Setenta comandantes de bombeiros já pediram escusa de responsabilidades junto da Autoridade Nacional de Emergência e Proteção Civil (ANEPC).
Para que não se repitam casos como os de Pedrógão Grande, em que o comandante dos bombeiros chega ao fim do julgamento como principal culpado, a Liga dos Bombeiros lançou um movimento de pedidos de “escusa de responsabilidades”, que está a ganhar força a cada dia que passa.
Na origem deste mais recente braço de ferro na área do combate aos incêndios, está um artigo do DECIR (Dispositivo Especial de Combate a Incêndios Rurais), que atribui aos bombeiros responsabilidades que a Liga considera não estarem previstas noutros documentos oficiais orientadores desta atividade, como é o caso do Dispositivo Integrado de Operações de Proteção de Socorro (DIOPS).
O presidente da Liga de Bombeiros, António Nunes, diz que a norma em causa “extravasa a legislação geral do enquadramento da atividade operacional dos corpos de bombeiros”.
O problema “está no facto dos corpos de bombeiros serem obrigados a potenciar permanentemente a atuação articulada do dispositivo. Ora, se o dispositivo não está sob o controlo do comandante do corpo de bombeiros, ele não o pode fazer”, concluiu António Nunes, em declarações à Renascença.
Os documentos, sublinha o presidente da Liga, devem ser claros, sobretudo numa altura em que “no teatro de operações se encontram unidades de bombeiros, unidades da GNR, unidades do ICNF, unidades dos sapadores florestais privados, unidades de sapadores florestais da Afocelca. Ou seja, uma miríade de forças no terreno que obrigam a uma ação de coordenação e comando que tem que ser muito clara”.
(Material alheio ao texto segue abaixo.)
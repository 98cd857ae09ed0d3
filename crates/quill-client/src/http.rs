// SPDX-FileCopyrightText: 2026 Quill Contributors
// SPDX-License-Identifier: MIT OR Apache-2.0

//! HTTP transport to a Quill gateway.
//!
//! JSON endpoints are called with reqwest; the event stream is parsed with
//! `eventsource-stream`. Error bodies are mapped back onto [`QuillError`]
//! through their `code`, so callers can tell a missing request from a
//! conflicting decision or a dead connection.

use std::time::Duration;

use async_trait::async_trait;
use eventsource_stream::Eventsource;
use futures::StreamExt;
use quill_core::QuillError;
use quill_core::api::{
    ErrorResponse, IDEMPOTENCY_KEY_HEADER, RejectBody, STREAM_ERROR_EVENT, SubmitBody,
    SubmitResponse,
};
use quill_core::types::{EventStream, ExecutionEvent, Message, StatusView, Submission, ToolCall};
use reqwest::header::{AUTHORIZATION, HeaderMap, HeaderValue};
use serde::de::DeserializeOwned;
use tracing::debug;

use crate::api::ExecutionApi;

const CONNECT_TIMEOUT: Duration = Duration::from_secs(10);

/// Gateway client authenticated with a bearer token.
#[derive(Debug, Clone)]
pub struct HttpApi {
    client: reqwest::Client,
    base_url: String,
}

impl HttpApi {
    pub fn new(base_url: &str, token: Option<&str>) -> Result<Self, QuillError> {
        let mut headers = HeaderMap::new();
        if let Some(token) = token {
            let value = HeaderValue::from_str(&format!("Bearer {token}"))
                .map_err(|e| QuillError::Config(format!("invalid client token: {e}")))?;
            headers.insert(AUTHORIZATION, value);
        }

        // No overall timeout: event streams stay open for the life of a request.
        let client = reqwest::Client::builder()
            .default_headers(headers)
            .connect_timeout(CONNECT_TIMEOUT)
            .build()
            .map_err(|e| transport("failed to build HTTP client", e))?;

        Ok(Self {
            client,
            base_url: base_url.trim_end_matches('/').to_string(),
        })
    }

    fn url(&self, path: &str) -> String {
        format!("{}{path}", self.base_url)
    }

    async fn send(
        &self,
        request: reqwest::RequestBuilder,
        entity: &str,
        id: &str,
    ) -> Result<reqwest::Response, QuillError> {
        let response = request
            .send()
            .await
            .map_err(|e| transport("request to gateway failed", e))?;
        let status = response.status();
        debug!(status = %status, entity, id, "gateway response received");
        if status.is_success() {
            return Ok(response);
        }

        let body = response.text().await.unwrap_or_default();
        Err(match serde_json::from_str::<ErrorResponse>(&body) {
            Ok(err) => from_error_response(err, entity, id),
            Err(_) => QuillError::Transport {
                message: format!("gateway returned {status}: {body}"),
                source: None,
            },
        })
    }

    async fn json<T: DeserializeOwned>(
        &self,
        request: reqwest::RequestBuilder,
        entity: &str,
        id: &str,
    ) -> Result<T, QuillError> {
        self.send(request, entity, id)
            .await?
            .json::<T>()
            .await
            .map_err(|e| transport("failed to decode gateway response", e))
    }
}

fn transport(context: &str, e: reqwest::Error) -> QuillError {
    QuillError::Transport {
        message: format!("{context}: {e}"),
        source: Some(Box::new(e)),
    }
}

/// Rebuild a domain error from a gateway error body.
fn from_error_response(err: ErrorResponse, entity: &str, id: &str) -> QuillError {
    match err.code.as_str() {
        "validation" => QuillError::Validation(err.error),
        "not_found" => QuillError::not_found(entity, id),
        "illegal_transition" => QuillError::IllegalTransition {
            entity: entity.to_string(),
            from: id.to_string(),
            to: err.error,
        },
        "already_decided" => QuillError::AlreadyDecided {
            tool_call_id: id.to_string(),
            status: err.error,
        },
        "unauthorized" => QuillError::Config(format!("gateway rejected the client token: {}", err.error)),
        _ => QuillError::Transport {
            message: format!("gateway error ({}): {}", err.code, err.error),
            source: None,
        },
    }
}

/// Parse one SSE frame from the gateway.
///
/// Returns `None` for frames that carry no execution event.
fn parse_frame(event: &str, data: &str) -> Option<Result<ExecutionEvent, QuillError>> {
    if event == STREAM_ERROR_EVENT {
        let message = serde_json::from_str::<ErrorResponse>(data)
            .map(|e| e.error)
            .unwrap_or_else(|_| data.to_string());
        return Some(Err(QuillError::Transport {
            message: format!("event stream failed: {message}"),
            source: None,
        }));
    }
    if data.is_empty() {
        return None;
    }
    Some(
        serde_json::from_str::<ExecutionEvent>(data).map_err(|e| QuillError::Transport {
            message: format!("failed to parse {event} event: {e}"),
            source: Some(Box::new(e)),
        }),
    )
}

#[async_trait]
impl ExecutionApi for HttpApi {
    async fn submit(
        &self,
        idempotency_key: &str,
        thread_id: &str,
        content: &str,
    ) -> Result<Submission, QuillError> {
        let request = self
            .client
            .post(self.url("/v1/requests"))
            .header(IDEMPOTENCY_KEY_HEADER, idempotency_key)
            .json(&SubmitBody {
                thread_id: thread_id.to_string(),
                content: content.to_string(),
            });
        let response: SubmitResponse = self.json(request, "thread", thread_id).await?;
        Ok(Submission {
            request_id: response.request_id,
            provisional_message_id: response.provisional_message_id,
            triggering_message_id: response.triggering_message_id,
            created: response.created,
        })
    }

    async fn status(&self, request_id: &str) -> Result<StatusView, QuillError> {
        let request = self.client.get(self.url(&format!("/v1/requests/{request_id}")));
        self.json(request, "request", request_id).await
    }

    async fn events(
        &self,
        request_id: &str,
        after_seq: i64,
    ) -> Result<Vec<ExecutionEvent>, QuillError> {
        let request = self
            .client
            .get(self.url(&format!("/v1/requests/{request_id}/events?after={after_seq}")));
        self.json(request, "request", request_id).await
    }

    async fn stream(&self, request_id: &str, after_seq: i64) -> Result<EventStream, QuillError> {
        let request = self
            .client
            .get(self.url(&format!("/v1/requests/{request_id}/stream?after={after_seq}")))
            .header("accept", "text/event-stream");
        let response = self.send(request, "request", request_id).await?;

        let events = response
            .bytes_stream()
            .eventsource()
            .filter_map(|frame| async move {
                match frame {
                    Ok(frame) => parse_frame(&frame.event, &frame.data),
                    Err(e) => Some(Err(QuillError::Transport {
                        message: format!("event stream interrupted: {e}"),
                        source: None,
                    })),
                }
            });
        Ok(Box::pin(events))
    }

    async fn message(&self, message_id: &str) -> Result<Message, QuillError> {
        let request = self.client.get(self.url(&format!("/v1/messages/{message_id}")));
        self.json(request, "message", message_id).await
    }

    async fn approve(&self, tool_call_id: &str) -> Result<ToolCall, QuillError> {
        let request = self
            .client
            .post(self.url(&format!("/v1/tool-calls/{tool_call_id}/approve")));
        self.json(request, "tool call", tool_call_id).await
    }

    async fn reject(&self, tool_call_id: &str, reason: Option<&str>) -> Result<ToolCall, QuillError> {
        let request = self
            .client
            .post(self.url(&format!("/v1/tool-calls/{tool_call_id}/reject")))
            .json(&RejectBody {
                reason: reason.map(str::to_string),
            });
        self.json(request, "tool call", tool_call_id).await
    }
}

#[cfg(test)]
mod tests {
    use super::*;
    use quill_core::{EventKind, EventPayload};
    use serde_json::json;
    use wiremock::matchers::{body_json, header, method, path, query_param};
    use wiremock::{Mock, MockServer, ResponseTemplate};

    fn event_json(seq: i64, payload: serde_json::Value) -> serde_json::Value {
        json!({
            "request_id": "r1",
            "seq": seq,
            "created_at": "2026-01-01T00:00:00.000Z",
            "payload": payload,
        })
    }

    #[tokio::test]
    async fn submit_sends_key_and_token() {
        let server = MockServer::start().await;
        Mock::given(method("POST"))
            .and(path("/v1/requests"))
            .and(header("authorization", "Bearer tok-alice"))
            .and(header("idempotency-key", "k1"))
            .and(body_json(json!({"thread_id": "t1", "content": "hi"})))
            .respond_with(ResponseTemplate::new(202).set_body_json(json!({
                "request_id": "r1",
                "provisional_message_id": "m2",
                "triggering_message_id": "m1",
                "created": true,
            })))
            .expect(1)
            .mount(&server)
            .await;

        let api = HttpApi::new(&server.uri(), Some("tok-alice")).unwrap();
        let sub = api.submit("k1", "t1", "hi").await.unwrap();
        assert_eq!(sub.request_id, "r1");
        assert_eq!(sub.provisional_message_id, "m2");
        assert!(sub.created);
    }

    #[tokio::test]
    async fn error_codes_map_back_to_domain_errors() {
        let server = MockServer::start().await;
        Mock::given(method("GET"))
            .and(path("/v1/requests/missing"))
            .respond_with(ResponseTemplate::new(404).set_body_json(json!({
                "error": "request not found: missing",
                "code": "not_found",
            })))
            .mount(&server)
            .await;
        Mock::given(method("POST"))
            .and(path("/v1/tool-calls/tc1/approve"))
            .respond_with(ResponseTemplate::new(409).set_body_json(json!({
                "error": "tool call tc1 already decided (rejected)",
                "code": "already_decided",
            })))
            .mount(&server)
            .await;
        Mock::given(method("POST"))
            .and(path("/v1/tool-calls/tc2/reject"))
            .respond_with(ResponseTemplate::new(409).set_body_json(json!({
                "error": "illegal transition for request: failed -> rejected",
                "code": "illegal_transition",
            })))
            .mount(&server)
            .await;

        let api = HttpApi::new(&server.uri(), Some("tok")).unwrap();
        let err = api.status("missing").await.unwrap_err();
        assert!(matches!(err, QuillError::NotFound { ref id, .. } if id == "missing"));

        let err = api.approve("tc1").await.unwrap_err();
        assert!(matches!(err, QuillError::AlreadyDecided { .. }), "got {err:?}");

        let err = api.reject("tc2", Some("no")).await.unwrap_err();
        assert!(matches!(err, QuillError::IllegalTransition { .. }), "got {err:?}");
    }

    #[tokio::test]
    async fn non_json_failures_are_transport_errors() {
        let server = MockServer::start().await;
        Mock::given(method("GET"))
            .respond_with(ResponseTemplate::new(502).set_body_string("bad gateway"))
            .mount(&server)
            .await;

        let api = HttpApi::new(&server.uri(), None).unwrap();
        let err = api.status("r1").await.unwrap_err();
        assert!(err.is_transient(), "got {err:?}");
    }

    #[tokio::test]
    async fn connection_refused_is_transient() {
        let api = HttpApi::new("http://127.0.0.1:9", None).unwrap();
        let err = api.status("r1").await.unwrap_err();
        assert!(matches!(err, QuillError::Transport { .. }));
    }

    #[tokio::test]
    async fn stream_parses_events_and_cursor() {
        let server = MockServer::start().await;
        let mut body = String::new();
        for event in [
            event_json(4, json!({"type": "text_chunk", "text": "!"})),
            event_json(
                5,
                json!({"type": "completion", "message_id": "m2",
                       "usage": {"input_tokens": 1, "output_tokens": 2}}),
            ),
        ] {
            let kind = event["payload"]["type"].as_str().unwrap().to_string();
            body.push_str(&format!(
                ": keep-alive\n\nid: {}\nevent: {kind}\ndata: {event}\n\n",
                event["seq"]
            ));
        }
        Mock::given(method("GET"))
            .and(path("/v1/requests/r1/stream"))
            .and(query_param("after", "3"))
            .respond_with(
                ResponseTemplate::new(200)
                    .insert_header("content-type", "text/event-stream")
                    .set_body_string(body),
            )
            .mount(&server)
            .await;

        let api = HttpApi::new(&server.uri(), None).unwrap();
        let events: Vec<ExecutionEvent> = api
            .stream("r1", 3)
            .await
            .unwrap()
            .map(|e| e.unwrap())
            .collect()
            .await;
        assert_eq!(events.len(), 2);
        assert_eq!(events[0].seq, 4);
        assert_eq!(
            events[0].payload,
            EventPayload::TextChunk { text: "!".into() }
        );
        assert_eq!(events[1].payload.kind(), EventKind::Completion);
    }

    #[tokio::test]
    async fn stream_error_frame_surfaces_as_error() {
        let server = MockServer::start().await;
        let body = format!(
            "event: {STREAM_ERROR_EVENT}\ndata: {}\n\n",
            json!({"error": "storage error: disk full", "code": "storage"})
        );
        Mock::given(method("GET"))
            .and(path("/v1/requests/r1/stream"))
            .respond_with(
                ResponseTemplate::new(200)
                    .insert_header("content-type", "text/event-stream")
                    .set_body_string(body),
            )
            .mount(&server)
            .await;

        let api = HttpApi::new(&server.uri(), None).unwrap();
        let items: Vec<_> = api.stream("r1", 0).await.unwrap().collect().await;
        assert_eq!(items.len(), 1);
        let err = items.into_iter().next().unwrap().unwrap_err();
        assert!(err.to_string().contains("disk full"), "got {err}");
    }

    #[tokio::test]
    async fn reject_sends_reason() {
        let server = MockServer::start().await;
        Mock::given(method("POST"))
            .and(path("/v1/tool-calls/tc1/reject"))
            .and(body_json(json!({"reason": "not now"})))
            .respond_with(ResponseTemplate::new(200).set_body_json(json!({
                "id": "tc1",
                "request_id": "r1",
                "message_id": "m2",
                "name": "write_file",
                "input": {},
                "status": "rejected",
                "reason": "not now",
                "output": null,
                "revision": 1,
                "created_at": "2026-01-01T00:00:00.000Z",
                "decided_at": "2026-01-01T00:00:01.000Z",
            })))
            .expect(1)
            .mount(&server)
            .await;

        let api = HttpApi::new(&server.uri(), None).unwrap();
        let call = api.reject("tc1", Some("not now")).await.unwrap();
        assert_eq!(call.reason.as_deref(), Some("not now"));
    }
}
António Nunes diz à Renascença que a questão ganha importância à luz do que se está a passar no julgamento para apuramento de responsabilidades, sobre o que aconteceu em Pedrógão Grande em 2017.
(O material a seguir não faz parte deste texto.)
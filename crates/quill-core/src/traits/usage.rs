// SPDX-FileCopyrightText: 2026 Quill Contributors
// SPDX-License-Identifier: MIT OR Apache-2.0

use async_trait::async_trait;

use crate::error::QuillError;

/// Admission check run before a request starts executing.
///
/// Returning an error fails the request with that error's message.
#[async_trait]
pub trait UsageGate: Send + Sync + 'static {
    async fn check(&self, owner: &str) -> Result<(), QuillError>;
}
“Não queremos que se repita aquilo que hoje se está a passar com o nosso companheiro Augusto Arnaut, num julgamento que pensamos que tem muito a ver com más interpretações daquilo que é um comandante, e da forma como deve atuar.”
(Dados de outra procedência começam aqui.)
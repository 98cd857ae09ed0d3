// SPDX-FileCopyrightText: 2026 Quill Contributors
// SPDX-License-Identifier: MIT OR Apache-2.0

//! Approval gate for model-requested tool calls.
//!
//! A decision is a compare-and-set on the tool call row: the first of
//! approve, reject, or timeout wins and later ones fail with
//! `AlreadyDecided`. The winning decision schedules a resume.

use std::sync::Arc;
use std::time::Duration;

use chrono::{DateTime, Utc};
use quill_core::types::{ToolCall, format_timestamp};
use quill_core::{ApprovalStatus, QuillError, StorageAdapter};
use tracing::{debug, info, warn};

use crate::dispatcher::Dispatcher;

#[derive(Clone)]
pub struct ApprovalGate {
    storage: Arc<dyn StorageAdapter>,
    dispatcher: Dispatcher,
    timeout: Duration,
}

impl ApprovalGate {
    pub fn new(storage: Arc<dyn StorageAdapter>, dispatcher: Dispatcher, timeout: Duration) -> Self {
        Self {
            storage,
            dispatcher,
            timeout,
        }
    }

    pub async fn approve(&self, tool_call_id: &str) -> Result<ToolCall, QuillError> {
        self.decide(tool_call_id, ApprovalStatus::Approved, None).await
    }

    pub async fn reject(
        &self,
        tool_call_id: &str,
        reason: Option<&str>,
    ) -> Result<ToolCall, QuillError> {
        let reason = reason.map(str::trim).filter(|r| !r.is_empty());
        self.decide(tool_call_id, ApprovalStatus::Rejected, reason).await
    }

    async fn decide(
        &self,
        tool_call_id: &str,
        decision: ApprovalStatus,
        reason: Option<&str>,
    ) -> Result<ToolCall, QuillError> {
        let decided = self
            .storage
            .decide_tool_call(tool_call_id, decision, reason)
            .await?;
        info!(
            tool_call_id,
            request_id = %decided.request_id,
            decision = %decision,
            "tool call decided"
        );
        self.dispatcher.resume(&decided.request_id);
        Ok(decided)
    }

    /// Times out tool calls pending for longer than the approval timeout.
    ///
    /// Returns the calls this sweep decided. Calls decided concurrently by
    /// a user, or whose request already finished, are skipped.
    pub async fn expire_stale(&self, now: DateTime<Utc>) -> Result<Vec<ToolCall>, QuillError> {
        let timeout = chrono::Duration::from_std(self.timeout)
            .map_err(|e| QuillError::Internal(format!("approval timeout out of range: {e}")))?;
        let cutoff = format_timestamp(now - timeout);

        let mut expired = Vec::new();
        for call in self.storage.list_stale_tool_calls(&cutoff).await? {
            match self.decide(&call.id, ApprovalStatus::Timeout, None).await {
                Ok(decided) => expired.push(decided),
                Err(QuillError::AlreadyDecided { .. } | QuillError::IllegalTransition { .. }) => {
                    debug!(tool_call_id = %call.id, "stale tool call no longer pending");
                }
                Err(e) => {
                    warn!(tool_call_id = %call.id, error = %e, "could not expire tool call");
                }
            }
        }
        Ok(expired)
    }
}
/// Compare-and-set status update. Must run inside the caller's transaction.
pub(crate) fn apply_transition(
    conn: &Connection,
    id: &str,
    expected: RequestStatus,
    next: RequestStatus,
    update: &RequestUpdate,
) -> Result<(), DbError> {
    if !expected.can_transition_to(next) {
        return Err(QuillError::illegal_transition("request", expected, next).into());
    }

    let (checkpoint_mode, checkpoint_json) = match &update.checkpoint {
        CheckpointChange::Keep => (0, None),
        CheckpointChange::Set(cp) => (1, Some(serde_json::to_string(cp)?)),
        CheckpointChange::Clear => (2, None),
    };
    let progress = update.progress.map(|p| p.clamp(0.0, 1.0));

    let changed = conn.execute(
        "UPDATE requests SET
            status = ?3,
            progress = MAX(progress, COALESCE(?4, progress)),
            checkpoint = CASE ?5 WHEN 0 THEN checkpoint WHEN 1 THEN ?6 ELSE NULL END,
            result_message_id = COALESCE(?7, result_message_id),
            error = COALESCE(?8, error),
            input_tokens = COALESCE(?9, input_tokens),
            output_tokens = COALESCE(?10, output_tokens),
            updated_at = ?11
         WHERE id = ?1 AND status = ?2",
        params![
            id,
            expected.to_string(),
            next.to_string(),
            progress,
            checkpoint_mode,
            checkpoint_json,
            update.result_message_id,
            update.error,
            update.usage.map(|u| u.input_tokens),
            update.usage.map(|u| u.output_tokens),
            now_timestamp(),
        ],
    )?;

    if changed == 0 {
        let current = request_status(conn, id)?;
        return Err(QuillError::illegal_transition("request", current, next).into());
    }
    Ok(())
}

/// Create a request and its triggering user message, or return the request
/// already registered for this (owner, idempotency key).
pub async fn submit(db: &Database, submission: &NewSubmission) -> Result<Submission, QuillError> {
    if submission.idempotency_key.trim().is_empty() {
        return Err(QuillError::Validation("idempotency key is required".into()));
    }
    if submission.thread_id.trim().is_empty() {
        return Err(QuillError::Validation("thread id is required".into()));
    }
    if submission.content.trim().is_empty() {
        return Err(QuillError::Validation("message content is empty".into()));
    }

    let sub = submission.clone();
    db.connection()
        .call(move |conn| -> Result<Submission, DbError> {
            let tx = conn.transaction()?;
            let id = request_id_for(&sub.owner, &sub.idempotency_key);

            if let Some(existing) = load_request(&tx, &id)? {
                return Ok(Submission {
                    request_id: existing.id,
                    provisional_message_id: existing.assistant_message_id,
                    triggering_message_id: existing.triggering_message_id,
                    created: false,
                });
            }

            let now = now_timestamp();
            let user_message_id = new_id();
            let assistant_message_id = new_id();
            let blocks = serde_json::to_string(&[ContentBlock::Text {
                text: sub.content.clone(),
            }])?;

            tx.execute(
                "INSERT INTO messages (id, thread_id, request_id, role, status, blocks, created_at, updated_at)
                 VALUES (?1, ?2, ?3, 'user', 'complete', ?4, ?5, ?5)",
                params![user_message_id, sub.thread_id, id, blocks, now],
            )?;
            tx.execute(
                "INSERT INTO requests (id, owner, idempotency_key, thread_id, triggering_message_id,
                                       assistant_message_id, status, progress, created_at, updated_at)
                 VALUES (?1, ?2, ?3, ?4, ?5, ?6, 'pending', 0.0, ?7, ?7)",
                params![
                    id,
                    sub.owner,
                    sub.idempotency_key,
                    sub.thread_id,
                    user_message_id,
                    assistant_message_id,
                    now,
                ],
            )?;
            tx.commit()?;

            Ok(Submission {
                request_id: id,
                provisional_message_id: assistant_message_id,
                triggering_message_id: user_message_id,
                created: true,
            })
        })
        .await
        .map_err(map_tr_err)
}
// SPDX-FileCopyrightText: 2026 Quill Contributors
// SPDX-License-Identifier: MIT OR Apache-2.0

//! Identity and health shared by every backend the runtime talks to.

use async_trait::async_trait;

use crate::error::QuillError;
use crate::types::{AdapterType, HealthStatus};

/// Common surface of the model provider and the storage backend.
///
/// The gateway's `/health` endpoint reports the storage backend's
/// [`health_check`](PluginAdapter::health_check); the name and version are
/// logged at startup.
#[async_trait]
pub trait PluginAdapter: Send + Sync + 'static {
    fn name(&self) -> &str;

    fn version(&self) -> semver::Version;

    /// Whether this backend provides models or persistence.
    fn adapter_type(&self) -> AdapterType;

    /// Cheap liveness probe. A degraded backend still serves requests.
    async fn health_check(&self) -> Result<HealthStatus, QuillError>;
}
Questionado sobre se esta iniciativa vai ou não prejudicar o funcionamento da época de incêndios, António Nunes diz que isso está nas mãos da Proteção Civil e do Governo.
Para já, a Liga “solicitou reuniões com caráter de emergência a suas excelências o Presidente da República e o primeiro-ministro, decidimos devolver as bandeiras da proteção civil à Autoridade Nacional de Emergência e Proteção Civil e não convidar a ANEPC para as cerimónias dos bombeiros”.
António Nunes revela que também já pediu uma reunião urgente à ANEPC, “para já sem resposta”, e que irá manter o protesto enquanto “a redação da norma em causa não for revista”.
Proteção Civil analisa juridicamente protesto inédito
Confrontada com um tipo de protesto, até aqui sem qualquer histórico, a Autoridade Nacional de Emergência e Proteção Civil diz estar a analisar, do ponto de vista jurídico e operacional, os pedidos de escusa que lhe têm chegado nos últimos dias.
Em comunicado enviado à Renascença, a ANEPC explica que, "pela sua sensibilidade e complexidade, foi desencadeado um processo de análise, que deverá estar concluído a muito breve trecho".
A Autoridade revela ainda que, até ao momento, recebeu cerca de 70 pedidos de escusa, e que não tem conhecimento de qualquer constrangimento que tenha sido provocado por esta iniciativa dos bombeiros.